Depuis 25 ans, Multiplast transpose ce savoir-faire à d’autres marchés, parmi lesquels l’aéronautique, le spatial, la défense, l’industrie et le génie civil. L’entreprise compte aujourd’hui 130 collaborateurs.

« Ce projet illustre la complémentarité de nos savoir-faire historiques dans la course au large et de notre expertise acquise dans l’aéronautique et la défense. Nous sommes fiers de mettre aujourd’hui les compétences de notre entreprise au service d’un appareil conçu pour renforcer la lutte contre les incendies », souligne Yann Penfornis, directeur général de Multiplast.

Le Technocentre nantais apporte, de son côté, les compétences d’Airbus Atlantic dans la fabrication et l’intégration de structures associant composite et métal. Le groupe intervient notamment sur des sections de fuselage d’avions de ligne Airbus, les voilures d’ATR et des composants du programme militaire A400M.

Une filière de plus de 150 professionnels en France

Au-delà du démonstrateur, Positive Aviation entend structurer une nouvelle filière consacrée à la lutte aérienne contre les mégafeux. Le programme réunit déjà plus de 150 professionnels en France et rapproche deux secteurs industriels fortement implantés dans le pays : le naval et l’aéronautique.

Le constructeur présente le FF72 comme une alternative européenne au Canadair, à la fois souveraine, rapidement disponible et plus accessible économiquement. Selon ses estimations, l’appareil offrirait 30 % de capacité supplémentaire, pour un coût d’acquisition et des charges opérationnelles divisés par deux. L’objectif affiché consiste aussi à préserver la doctrine française de lutte contre les incendies, bâtie depuis 30 ans autour de la capacité d’écopage et considérée par l’entreprise comme l’une des plus performantes au monde.

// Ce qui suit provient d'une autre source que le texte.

use thiserror::Error;

use crate::domain::types::TypeConstraintError;

/// Generic error type used by service layer functions.
#[derive(Debug, Error, PartialEq, Eq)]
pub enum ServiceError {
    /// The user is not authorized to perform the operation.
    #[error("unauthorized")]
    Unauthorized,
    /// Requested resource was not found.
    #[error("not found")]
    NotFound,
    /// A submitted form was rejected before any write was attempted.
    #[error("{0}")]
    Form(String),
    /// A value violated a domain constraint.
    #[error("invalid value: {0}")]
    TypeConstraint(String),
    /// An unexpected internal error occurred.
    #[error("internal error")]
    Internal,
}

impl From<TypeConstraintError> for ServiceError {
    fn from(value: TypeConstraintError) -> Self {
        ServiceError::TypeConstraint(value.to_string())
    }
}

/// Convenient alias for results returned from service functions.
pub type ServiceResult<T> = Result<T, ServiceError>;
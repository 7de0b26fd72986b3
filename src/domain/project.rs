use chrono::NaiveDateTime;
use serde::{Deserialize, Serialize};

use crate::domain::types::{Category, ProjectId, ProjectTitle, Subcategory, Tag, UserId};

/// A student project shown in the gallery.
#[derive(Debug, Clone, Serialize, Deserialize)]
pub struct Project {
    pub id: ProjectId,
    pub owner_id: UserId,
    pub title: ProjectTitle,
    /// Rich-text (HTML) description. May be empty.
    pub description: String,
    pub category: Option<Category>,
    pub subcategory: Option<Subcategory>,
    pub tags: Vec<Tag>,
    /// Hidden projects are shown only to their owner and admins.
    pub is_hidden: bool,
    /// Promoted projects sort before all others in listings.
    pub is_best: bool,
    pub views: i32,
    pub created_at: NaiveDateTime,
    pub updated_at: NaiveDateTime,
}

/// Information required to create a new [`Project`].
#[derive(Debug, Clone, Serialize, Deserialize, PartialEq)]
pub struct NewProject {
    pub owner_id: UserId,
    pub title: ProjectTitle,
    pub description: String,
    pub category: Option<Category>,
    pub subcategory: Option<Subcategory>,
    pub tags: Vec<Tag>,
    pub created_at: NaiveDateTime,
    pub updated_at: NaiveDateTime,
}

/// Fields editable through the project form. Flags and ownership are
/// toggled through dedicated operations, never through the edit form.
#[derive(Debug, Clone, Serialize, Deserialize, PartialEq)]
pub struct UpdateProject {
    pub title: ProjectTitle,
    pub description: String,
    pub category: Option<Category>,
    pub subcategory: Option<Subcategory>,
    pub tags: Vec<Tag>,
}
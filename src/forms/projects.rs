use serde::Deserialize;
use validator::Validate;

use crate::domain::types::{
    Category, ProjectTitle, Subcategory, Tag, TypeConstraintError,
};

/// Domain-typed project fields extracted from a validated form.
#[derive(Debug, Clone, PartialEq)]
pub struct ProjectPayload {
    pub title: ProjectTitle,
    pub description: String,
    pub category: Option<Category>,
    pub subcategory: Option<Subcategory>,
    pub tags: Vec<Tag>,
}

/// Create/edit project form as submitted by the browser.
#[derive(Debug, Deserialize, Validate)]
pub struct ProjectForm {
    #[validate(length(min = 1, max = 200))]
    pub title: String,
    #[serde(default)]
    pub description: String,
    /// Empty string means "no category".
    #[serde(default)]
    pub category: String,
    #[serde(default)]
    pub subcategory: String,
    /// Comma-separated tag list.
    #[serde(default)]
    pub tags: String,
}

impl TryFrom<ProjectForm> for ProjectPayload {
    type Error = TypeConstraintError;

    fn try_from(form: ProjectForm) -> Result<Self, Self::Error> {
        let category = match form.category.trim() {
            "" => None,
            value => Some(value.parse::<Category>()?),
        };
        let subcategory = match form.subcategory.trim() {
            "" => None,
            value => Some(Subcategory::new(value)?),
        };
        let tags = form
            .tags
            .split(',')
            .map(str::trim)
            .filter(|t| !t.is_empty())
            .map(Tag::new)
            .collect::<Result<Vec<_>, _>>()?;
        Ok(Self {
            title: ProjectTitle::new(form.title)?,
            description: form.description,
            category,
            subcategory,
            tags,
        })
    }
}
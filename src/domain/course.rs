//! Course landing pages and their ordered project associations.

use serde::{Deserialize, Serialize};

use crate::domain::types::{CourseSlug, ProjectId};

/// Association of a project with a course landing page. Consumers sort
/// strictly by the persisted 0-based `position`.
#[derive(Debug, Clone, Serialize, Deserialize, PartialEq, Eq)]
pub struct CourseProject {
    pub course_slug: CourseSlug,
    pub project_id: ProjectId,
    pub position: i32,
}

/// Remove the item at `from` and reinsert it at `to`. Returns `false` when
/// either index is out of bounds, leaving the list untouched. After a
/// successful move the caller must persist fresh ordinals for every item,
/// not just the moved one.
pub fn move_item<T>(items: &mut Vec<T>, from: usize, to: usize) -> bool {
    if from >= items.len() || to >= items.len() {
        return false;
    }
    let item = items.remove(from);
    items.insert(to, item);
    true
}
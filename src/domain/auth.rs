//! Session identity and viewer context.
//!
//! Authentication itself is delegated to the external auth service; at login
//! it stores serialized [`AuthenticatedUser`] claims in the identity cookie.
//! This module only interprets those claims.

use serde::{Deserialize, Serialize};

use crate::ADMIN_ROLE;
use crate::domain::project::Project;
use crate::domain::types::UserId;

/// Claims carried by the identity cookie.
#[derive(Debug, Clone, Serialize, Deserialize)]
pub struct AuthenticatedUser {
    /// Subject identifier from the auth service.
    pub sub: String,
    pub email: String,
    pub name: String,
    pub roles: Vec<String>,
    /// Expiry as a unix timestamp.
    pub exp: i64,
}

impl AuthenticatedUser {
    /// The subject as a domain [`UserId`].
    pub fn user_id(&self) -> Result<UserId, crate::domain::types::TypeConstraintError> {
        UserId::new(self.sub.as_str())
    }
}

/// Identity and role of the current browser session, used by visibility and
/// authorization checks. Built once per request from the optional session
/// identity and the configured admin list.
#[derive(Debug, Clone, Default)]
pub struct ViewerContext {
    pub user_id: Option<UserId>,
    pub is_admin: bool,
}

impl ViewerContext {
    pub fn anonymous() -> Self {
        Self::default()
    }

    pub fn new(user: Option<&AuthenticatedUser>, admin_emails: &[String]) -> Self {
        match user {
            Some(user) => {
                let is_admin = user.roles.iter().any(|r| r == ADMIN_ROLE)
                    || admin_emails.iter().any(|e| e == &user.email);
                Self {
                    user_id: user.user_id().ok(),
                    is_admin,
                }
            }
            None => Self::anonymous(),
        }
    }

    pub fn is_authenticated(&self) -> bool {
        self.user_id.is_some()
    }

    fn owns(&self, owner: &UserId) -> bool {
        self.user_id.as_ref() == Some(owner)
    }

    /// Hidden projects are visible only to their owner or an admin.
    pub fn can_view(&self, project: &Project) -> bool {
        !project.is_hidden || self.is_admin || self.owns(&project.owner_id)
    }

    /// Editing and visibility toggles are allowed to the owner or an admin.
    pub fn can_edit(&self, project: &Project) -> bool {
        self.is_admin || self.owns(&project.owner_id)
    }

    /// Comment deletion is allowed to the author or an admin; content edits
    /// are author-only and checked separately.
    pub fn can_delete_comment(&self, author: &UserId) -> bool {
        self.is_admin || self.owns(author)
    }

    pub fn is_author(&self, author: &UserId) -> bool {
        self.owns(author)
    }
}

#[cfg(test)]
mod tests {
    use super::*;

    fn user(sub: &str, email: &str, roles: &[&str]) -> AuthenticatedUser {
        AuthenticatedUser {
            sub: sub.into(),
            email: email.into(),
            name: "Test".into(),
            roles: roles.iter().map(|r| r.to_string()).collect(),
            exp: i64::MAX,
        }
    }

    #[test]
    fn admin_role_grants_admin() {
        let viewer = ViewerContext::new(Some(&user("1", "a@b.c", &["admin"])), &[]);
        assert!(viewer.is_admin);
    }

    #[test]
    fn configured_email_grants_admin() {
        let viewer =
            ViewerContext::new(Some(&user("1", "dean@academy.ru", &[])), &["dean@academy.ru".into()]);
        assert!(viewer.is_admin);
    }

    #[test]
    fn anonymous_viewer_has_no_rights() {
        let viewer = ViewerContext::new(None, &["dean@academy.ru".into()]);
        assert!(!viewer.is_admin);
        assert!(!viewer.is_authenticated());
    }
}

Positive Aviation indique avoir déjà obtenu une première commande ferme de 10 FF72 auprès de la société américaine Bridger Aerospace. La production en série doit être lancée dès 2027, à l’issue des vols d’essai du démonstrateur FF72-X1. Entre la sortie des premières coques composites et leur arrivée prochaine à Toulouse, le programme entre ainsi dans la phase où ses ambitions industrielles devront se mesurer au réel.